YARGITAY KARARI
DAİRE : 19. Ceza Dairesi
ESAS NO : 2015/12481
KARAR NO : 2015/6951
KARAR TARİHİ : 10.11.2015
Tebliğname No : 2011/257911
MAHKEMESİ : Antalya 3. Asliye Ceza Mahkemesi
TARİHİ : 28/04/2011
NUMARASI : 2010/270 (E) ve 2011/127 (K)
SUÇ : Marka Hakkına Tecavüz
Yerel mahkemece verilen hüküm temyiz edilmekle, başvurunun süresi ve kararın niteliği ile suç tarihine göre dosya incelendi, gereği görüşülüp düşünüldü:
Temyiz isteğinin reddi nedenleri bulunmadığından işin esasına geçildi.
Vicdani kanının oluştuğu duruşma sürecini yansıtan tutanaklar, belgeler ve gerekçe içeriğine göre yapılan incelemede, başkaca nedenler yerinde görülmemiştir.
Ancak;
1-5271 sayılı CMK’nın 231. maddesinde düzenlenen “suçun işlenmesiyle mağdurun veya kamunun uğradığı zararı aynen iade, suçtan önceki hale getirme veya tazmin suretiyle tamamen giderilmesi” ve diğer objektif ve sübjektif koşulların varlığı halinde, CMK’nın 231/5. madde ve fıkrası gereğince, sanık hakkında aynı Kanun’un 231/6-c maddesi de değerlendirilerek tespit edilen söz konusu zararın giderilmesi durumunda hükmün açıklanmasının geri bırakılmasına karar verilebileceği anlaşılmaktadır.

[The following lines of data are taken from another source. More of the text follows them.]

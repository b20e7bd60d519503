//! Customers and pets.

use super::ApiClient;
use crate::error::Result;
use crate::models::{Pet, User};

impl ApiClient {
    /// # Errors
    ///
    /// Any transport, status or decode failure.
    pub async fn fetch_users(&self) -> Result<Vec<User>> {
        self.get_json("/users").await
    }

    /// # Errors
    ///
    /// Any transport, status or decode failure.
    pub async fn fetch_user(&self, user_id: i64) -> Result<User> {
        self.get_json(&format!("/users/{user_id}")).await
    }

    /// # Errors
    ///
    /// Any transport, status or decode failure.
    pub async fn fetch_pets(&self) -> Result<Vec<Pet>> {
        self.get_json("/pets").await
    }

    /// # Errors
    ///
    /// Any transport, status or decode failure.
    pub async fn fetch_pet(&self, pet_id: i64) -> Result<Pet> {
        self.get_json(&format!("/pets/{pet_id}")).await
    }
}
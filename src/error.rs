//! Crate error type.
//!
//! ERROR HANDLING
//! ==============
//! Every backend call funnels into `DashboardError`. A non-success response
//! keeps the backend's `detail` payload so a page can show it verbatim; a
//! structured `detail` (validation lists) is kept as its JSON text.

use serde_json::Value;

pub type Result<T> = std::result::Result<T, DashboardError>;

/// Fallback message when a failed response carries no `detail`.
pub const UNKNOWN_ERROR: &str = "Unknown error";

/// Errors produced by the dashboard core.
#[derive(Debug, thiserror::Error)]
pub enum DashboardError {
    /// A configuration value is missing or malformed.
    #[error("config error: {0}")]
    Config(String),

    /// The HTTP request could not be sent or its body could not be read.
    #[error("request failed: {0}")]
    Transport(#[from] reqwest::Error),

    /// The backend answered with a non-success status.
    #[error("HTTP error! status: {status}, message: {detail}")]
    Status { status: u16, detail: String },

    /// The backend body did not match the expected record shape.
    #[error("response decode failed: {0}")]
    Decode(String),

    /// `/login` rejected the submitted credentials.
    #[error("login failed: {detail}")]
    InvalidCredentials { detail: String },

    /// Credentials were valid but the account is not a shop owner.
    #[error("Not authorized as shop owner (role: {role})")]
    NotShopOwner { role: String },

    /// An authorized call was attempted without a session.
    #[error("No user token available. Please log in again.")]
    NotLoggedIn,

    /// Reading or writing the persisted session failed.
    #[error("session store error: {0}")]
    Store(String),

    /// A client-side form check failed before anything was sent.
    #[error("{0}")]
    Validation(String),
}

impl DashboardError {
    /// True when the backend rejected the bearer token.
    #[must_use]
    pub fn is_unauthorized(&self) -> bool {
        matches!(self, Self::Status { status: 401 | 403, .. })
    }

    pub(crate) fn validation(message: impl Into<String>) -> Self {
        Self::Validation(message.into())
    }
}

/// Extract the user-facing message from a failed response body.
///
/// A string `detail` is returned as-is, any other `detail` value as its JSON
/// text, and anything else as [`UNKNOWN_ERROR`].
#[must_use]
pub fn detail_from_body(body: &str) -> String {
    match serde_json::from_str::<Value>(body) {
        Ok(Value::Object(map)) => match map.get("detail") {
            Some(Value::String(detail)) => detail.clone(),
            Some(Value::Null) | None => UNKNOWN_ERROR.to_string(),
            Some(other) => other.to_string(),
        },
        _ => UNKNOWN_ERROR.to_string(),
    }
}

#[cfg(test)]
#[path = "error_test.rs"]
mod tests;
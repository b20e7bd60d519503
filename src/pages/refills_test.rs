use super::*;
use crate::test_support::{MockBackend, client};
use serde_json::json;

fn backend() -> MockBackend {
    let backend = MockBackend::new();
    backend.on(
        "GET",
        "/prescriptions",
        200,
        json!([
            {"id": 1, "medication_name": "Amoxicillin", "owner": {"id": 20, "name": "Aisha"}, "pet": {"id": 10, "name": "Milo"},
             "refill_requests": [{"id": 100, "status": "APPROVED"}, {"id": 101, "status": "PENDING"}]},
            {"id": 2, "medication_name": "Carprofen", "owner": {"id": 21, "name": "  "}}
        ]),
    );
    backend
}

#[tokio::test]
async fn reload_flags_pending_requests_and_names() {
    let backend = backend();
    let url = backend.start().await;
    let mut page = RefillsPage::new(client(&url));

    page.reload().await.unwrap();

    let views = page.prescriptions();
    assert_eq!(views[0].customer_name, "Aisha");
    assert_eq!(views[0].pet_name, "Milo");
    assert!(views[0].has_pending_requests);
    assert_eq!(views[1].customer_name, "Unknown");
    assert_eq!(views[1].pet_name, "Unknown");
    assert!(!views[1].has_pending_requests);
    assert_eq!(page.awaiting_review().count(), 1);
}

#[tokio::test]
async fn approve_and_deny_put_status() {
    let backend = backend();
    backend.on("PUT", "/prescriptions/refill/request/101", 200, json!({"id": 101}));
    let url = backend.start().await;
    let mut page = RefillsPage::new(client(&url));

    page.approve(101).await.unwrap();
    page.deny(101).await.unwrap();

    let sent = backend.calls_to("PUT", "/prescriptions/refill/request/101");
    assert_eq!(sent[0].json(), json!({"status": "APPROVED"}));
    assert_eq!(sent[1].json(), json!({"status": "DENIED"}));
    assert_eq!(backend.calls_to("GET", "/prescriptions").len(), 2);
}

#[tokio::test]
async fn deletes_hit_their_endpoints() {
    let backend = backend();
    backend
        .on_raw("DELETE", "/prescriptions/refill/request/100", 204, "")
        .on("DELETE", "/prescriptions/2", 200, json!({"message": "deleted"}));
    let url = backend.start().await;
    let mut page = RefillsPage::new(client(&url));

    page.delete_request(100).await.unwrap();
    page.delete_prescription(2).await.unwrap();

    assert_eq!(backend.calls_to("DELETE", "/prescriptions/refill/request/100").len(), 1);
    assert_eq!(backend.calls_to("DELETE", "/prescriptions/2").len(), 1);
}

#[tokio::test]
async fn failed_action_returns_error_without_reload() {
    let backend = backend();
    backend.on("PUT", "/prescriptions/1", 422, json!({"detail": [{"msg": "bad date"}]}));
    let url = backend.start().await;
    let mut page = RefillsPage::new(client(&url));

    let update = PrescriptionUpdate { dosage: Some("10mg".into()), ..PrescriptionUpdate::default() };
    let err = page.edit_prescription(1, &update).await.unwrap_err();

    assert_eq!(err.to_string(), r#"HTTP error! status: 422, message: [{"msg":"bad date"}]"#);
    assert!(backend.calls_to("GET", "/prescriptions").is_empty());
}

Yargıtay Ceza Genel Kurulunun 03.02.2009 tarih ve 2008/11-250 Esas, 2009/13 sayılı kararında; “hükmün açıklanmasının geri bırakılmasının objektif koşullarından biri olan zarardan kast edilen maddi zarar olup, bu zararın belirlenmesinde teknik bilgiye ihtiyaç duyulmayan hallerde hakim, kanaat verici basit bir araştırma yaparak zararı belirlemelidir.” denilmektedir
Bu ilkeler çerçevesinde her olaya özgü ayrı değerlendirme yapılarak, maddi zararın kanaat verici basit bir araştırma ile tespit edilebilmesi gerekir. Dosya kapsamından katılanın marka hakkının ihlali suretiyle meydana gelen zararın basit bir araştırma ile tespit edilebilecek zarar niteliğinde olmadığı ve dosyaya yansıyan katılanın tespit edilmiş bir zararı bulunmadığı gözetilmeden mahkemece “sanığın müdahil firmanın zararını karşılamadığı” gerekçesiyle sanık hakkında CMK’nın 231. maddesinin uygulanmasına yer olmadığına karar verilmesi ,
2-Suç tarihinin şikayet tarihi olan 06/05/2010 olduğunun anlaşılmasına rağmen karar başlığında 2010 olarak gösterilmesi,
3-Sanığın eyleminin 5237 sayılı TCK’nın 43. maddesinin ikinci fıkrası gereğince aynı suçun birden fazla kişiye karşı tek bir fiille işlenmesi sebebiyle zincirleme suç kapsamında kaldığı gözetilmeden yazılı şekilde karar verilmesi,
Kanuna aykırı ve sanığın temyiz nedenleri yerinde görülmekle, tebliğnamedeki düşünceye aykırı olarak HÜKMÜN BOZULMASINA, 1412 sayılı CMUK’nın 326/son maddesi uyarınca ceza miktarı itibariyle sanığın kazanılmış hakkının saklı tutulmasına, yargılamanın bozma öncesi aşamadan başlayarak sürdürülüp sonuçlandırılmak üzere dosyanın esas/hüküm mahkemesine gönderilmesine, 10/11/2015 tarihinde oybirliğiyle karar verildi.